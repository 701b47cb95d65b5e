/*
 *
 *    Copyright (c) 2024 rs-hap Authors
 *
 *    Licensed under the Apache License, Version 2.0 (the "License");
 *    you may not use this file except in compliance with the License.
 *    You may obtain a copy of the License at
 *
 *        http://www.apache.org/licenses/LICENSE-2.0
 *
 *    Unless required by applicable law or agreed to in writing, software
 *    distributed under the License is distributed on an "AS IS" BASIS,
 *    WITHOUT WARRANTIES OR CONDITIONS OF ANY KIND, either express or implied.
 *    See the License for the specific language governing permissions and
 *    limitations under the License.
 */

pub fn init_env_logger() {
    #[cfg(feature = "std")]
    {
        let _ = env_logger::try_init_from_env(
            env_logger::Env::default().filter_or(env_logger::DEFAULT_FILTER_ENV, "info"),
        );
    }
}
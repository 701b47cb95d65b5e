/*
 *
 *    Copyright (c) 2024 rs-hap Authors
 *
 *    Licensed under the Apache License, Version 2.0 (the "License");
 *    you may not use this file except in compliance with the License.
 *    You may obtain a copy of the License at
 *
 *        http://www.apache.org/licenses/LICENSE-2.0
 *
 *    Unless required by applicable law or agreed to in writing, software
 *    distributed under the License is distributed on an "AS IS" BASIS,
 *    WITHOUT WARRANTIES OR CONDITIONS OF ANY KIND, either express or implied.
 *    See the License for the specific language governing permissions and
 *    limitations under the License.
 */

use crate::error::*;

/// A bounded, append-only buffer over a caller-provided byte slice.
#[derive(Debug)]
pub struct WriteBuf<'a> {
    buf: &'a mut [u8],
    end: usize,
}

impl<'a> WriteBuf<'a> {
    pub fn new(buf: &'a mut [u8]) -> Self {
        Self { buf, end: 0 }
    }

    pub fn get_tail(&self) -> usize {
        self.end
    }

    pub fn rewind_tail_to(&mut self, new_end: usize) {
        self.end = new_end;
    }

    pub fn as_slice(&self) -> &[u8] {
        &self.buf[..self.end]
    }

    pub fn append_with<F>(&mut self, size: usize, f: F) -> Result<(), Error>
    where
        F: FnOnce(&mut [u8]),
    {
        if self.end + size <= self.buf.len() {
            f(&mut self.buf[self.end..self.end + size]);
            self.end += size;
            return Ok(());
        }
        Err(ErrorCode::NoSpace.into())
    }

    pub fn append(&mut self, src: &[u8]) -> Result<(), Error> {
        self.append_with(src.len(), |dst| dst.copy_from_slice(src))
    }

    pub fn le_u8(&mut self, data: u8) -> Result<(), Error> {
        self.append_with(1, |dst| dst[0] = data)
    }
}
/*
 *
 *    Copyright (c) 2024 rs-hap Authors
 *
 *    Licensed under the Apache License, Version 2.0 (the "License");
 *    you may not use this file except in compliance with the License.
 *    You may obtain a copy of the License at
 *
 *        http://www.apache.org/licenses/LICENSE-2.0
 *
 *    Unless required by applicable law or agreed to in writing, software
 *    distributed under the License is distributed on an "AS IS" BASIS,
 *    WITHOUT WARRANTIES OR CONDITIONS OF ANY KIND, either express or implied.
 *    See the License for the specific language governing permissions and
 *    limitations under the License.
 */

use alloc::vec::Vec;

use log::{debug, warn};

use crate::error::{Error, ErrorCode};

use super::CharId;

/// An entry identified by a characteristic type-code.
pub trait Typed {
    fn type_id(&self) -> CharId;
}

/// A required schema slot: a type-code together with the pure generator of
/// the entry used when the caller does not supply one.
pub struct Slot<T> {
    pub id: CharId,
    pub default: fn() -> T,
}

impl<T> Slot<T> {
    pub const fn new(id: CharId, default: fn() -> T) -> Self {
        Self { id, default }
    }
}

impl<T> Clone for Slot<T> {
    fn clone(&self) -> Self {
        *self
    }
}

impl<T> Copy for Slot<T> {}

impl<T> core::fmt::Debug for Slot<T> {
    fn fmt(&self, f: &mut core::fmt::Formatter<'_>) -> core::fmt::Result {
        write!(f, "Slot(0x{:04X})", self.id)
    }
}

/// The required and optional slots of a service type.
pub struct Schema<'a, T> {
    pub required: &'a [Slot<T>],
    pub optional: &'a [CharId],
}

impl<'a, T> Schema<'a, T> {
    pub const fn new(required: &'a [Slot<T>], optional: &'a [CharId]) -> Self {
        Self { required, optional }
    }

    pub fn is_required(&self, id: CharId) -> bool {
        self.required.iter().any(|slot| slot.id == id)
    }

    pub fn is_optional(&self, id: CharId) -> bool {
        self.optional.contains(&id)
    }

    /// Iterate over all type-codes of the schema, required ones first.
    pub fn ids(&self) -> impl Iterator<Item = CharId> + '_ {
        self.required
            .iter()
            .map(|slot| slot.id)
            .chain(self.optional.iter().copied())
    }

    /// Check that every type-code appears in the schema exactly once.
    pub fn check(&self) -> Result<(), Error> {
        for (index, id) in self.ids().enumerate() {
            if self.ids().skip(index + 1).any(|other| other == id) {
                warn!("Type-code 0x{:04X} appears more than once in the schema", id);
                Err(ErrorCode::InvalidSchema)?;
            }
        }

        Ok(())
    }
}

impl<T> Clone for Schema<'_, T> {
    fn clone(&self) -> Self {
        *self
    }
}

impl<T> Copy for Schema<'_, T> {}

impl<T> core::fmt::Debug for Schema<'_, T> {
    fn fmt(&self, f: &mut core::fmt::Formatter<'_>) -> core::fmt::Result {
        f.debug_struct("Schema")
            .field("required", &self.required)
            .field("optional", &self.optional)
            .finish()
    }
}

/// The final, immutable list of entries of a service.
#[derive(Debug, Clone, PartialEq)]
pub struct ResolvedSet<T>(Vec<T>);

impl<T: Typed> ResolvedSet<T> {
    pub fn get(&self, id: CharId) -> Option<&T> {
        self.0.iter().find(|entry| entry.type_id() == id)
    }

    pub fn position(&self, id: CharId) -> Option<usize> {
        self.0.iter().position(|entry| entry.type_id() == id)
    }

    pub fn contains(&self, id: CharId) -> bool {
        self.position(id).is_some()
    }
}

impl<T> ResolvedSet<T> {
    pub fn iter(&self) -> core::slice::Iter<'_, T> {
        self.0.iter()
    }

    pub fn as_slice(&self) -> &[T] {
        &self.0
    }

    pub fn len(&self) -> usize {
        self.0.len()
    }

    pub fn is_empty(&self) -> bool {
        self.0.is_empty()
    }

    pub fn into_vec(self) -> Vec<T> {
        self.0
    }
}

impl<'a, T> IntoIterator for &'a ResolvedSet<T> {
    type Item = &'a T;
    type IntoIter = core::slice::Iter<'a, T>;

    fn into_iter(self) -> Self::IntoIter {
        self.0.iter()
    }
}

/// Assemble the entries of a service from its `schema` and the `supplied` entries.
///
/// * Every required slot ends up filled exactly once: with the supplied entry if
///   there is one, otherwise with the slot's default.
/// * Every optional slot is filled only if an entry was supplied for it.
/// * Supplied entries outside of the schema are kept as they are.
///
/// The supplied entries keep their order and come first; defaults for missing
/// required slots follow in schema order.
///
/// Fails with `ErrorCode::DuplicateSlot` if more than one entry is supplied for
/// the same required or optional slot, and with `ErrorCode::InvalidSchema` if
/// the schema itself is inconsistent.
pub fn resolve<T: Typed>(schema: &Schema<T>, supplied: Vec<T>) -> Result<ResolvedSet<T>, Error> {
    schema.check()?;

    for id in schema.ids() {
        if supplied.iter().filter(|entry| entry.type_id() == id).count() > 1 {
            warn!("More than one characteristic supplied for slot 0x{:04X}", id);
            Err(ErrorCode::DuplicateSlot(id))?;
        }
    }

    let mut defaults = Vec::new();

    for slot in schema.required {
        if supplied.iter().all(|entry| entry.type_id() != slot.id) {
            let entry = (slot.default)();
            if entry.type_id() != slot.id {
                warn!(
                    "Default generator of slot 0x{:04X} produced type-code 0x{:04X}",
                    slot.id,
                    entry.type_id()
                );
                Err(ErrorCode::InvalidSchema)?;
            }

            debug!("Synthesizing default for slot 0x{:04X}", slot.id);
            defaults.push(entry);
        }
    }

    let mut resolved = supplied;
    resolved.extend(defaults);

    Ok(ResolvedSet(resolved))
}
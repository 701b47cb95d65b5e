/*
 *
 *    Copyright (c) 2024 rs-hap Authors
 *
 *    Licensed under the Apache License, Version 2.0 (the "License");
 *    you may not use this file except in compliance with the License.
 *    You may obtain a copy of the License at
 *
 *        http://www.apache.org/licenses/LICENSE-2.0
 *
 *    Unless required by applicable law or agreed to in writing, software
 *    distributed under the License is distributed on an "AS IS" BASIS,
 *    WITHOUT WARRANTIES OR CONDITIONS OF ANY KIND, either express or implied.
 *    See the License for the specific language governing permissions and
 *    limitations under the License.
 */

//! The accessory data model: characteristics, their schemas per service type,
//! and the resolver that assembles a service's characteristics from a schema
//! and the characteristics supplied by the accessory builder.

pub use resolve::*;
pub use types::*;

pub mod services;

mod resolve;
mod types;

§ §

Work request: Would you print exactly and only the lines of the material above that run from the line with "impl<'a, T> Schema<'a, T>" through the line with "of a service.", both included?

Answer to the problem:
impl<'a, T> Schema<'a, T> {
    pub const fn new(required: &'a [Slot<T>], optional: &'a [CharId]) -> Self {
        Self { required, optional }
    }

    pub fn is_required(&self, id: CharId) -> bool {
        self.required.iter().any(|slot| slot.id == id)
    }

    pub fn is_optional(&self, id: CharId) -> bool {
        self.optional.contains(&id)
    }

    /// Iterate over all type-codes of the schema, required ones first.
    pub fn ids(&self) -> impl Iterator<Item = CharId> + '_ {
        self.required
            .iter()
            .map(|slot| slot.id)
            .chain(self.optional.iter().copied())
    }

    /// Check that every type-code appears in the schema exactly once.
    pub fn check(&self) -> Result<(), Error> {
        for (index, id) in self.ids().enumerate() {
            if self.ids().skip(index + 1).any(|other| other == id) {
                warn!("Type-code 0x{:04X} appears more than once in the schema", id);
                Err(ErrorCode::InvalidSchema)?;
            }
        }

        Ok(())
    }
}

impl<T> Clone for Schema<'_, T> {
    fn clone(&self) -> Self {
        *self
    }
}

impl<T> Copy for Schema<'_, T> {}

impl<T> core::fmt::Debug for Schema<'_, T> {
    fn fmt(&self, f: &mut core::fmt::Formatter<'_>) -> core::fmt::Result {
        f.debug_struct("Schema")
            .field("required", &self.required)
            .field("optional", &self.optional)
            .finish()
    }
}

/// The final, immutable list of entries of a service.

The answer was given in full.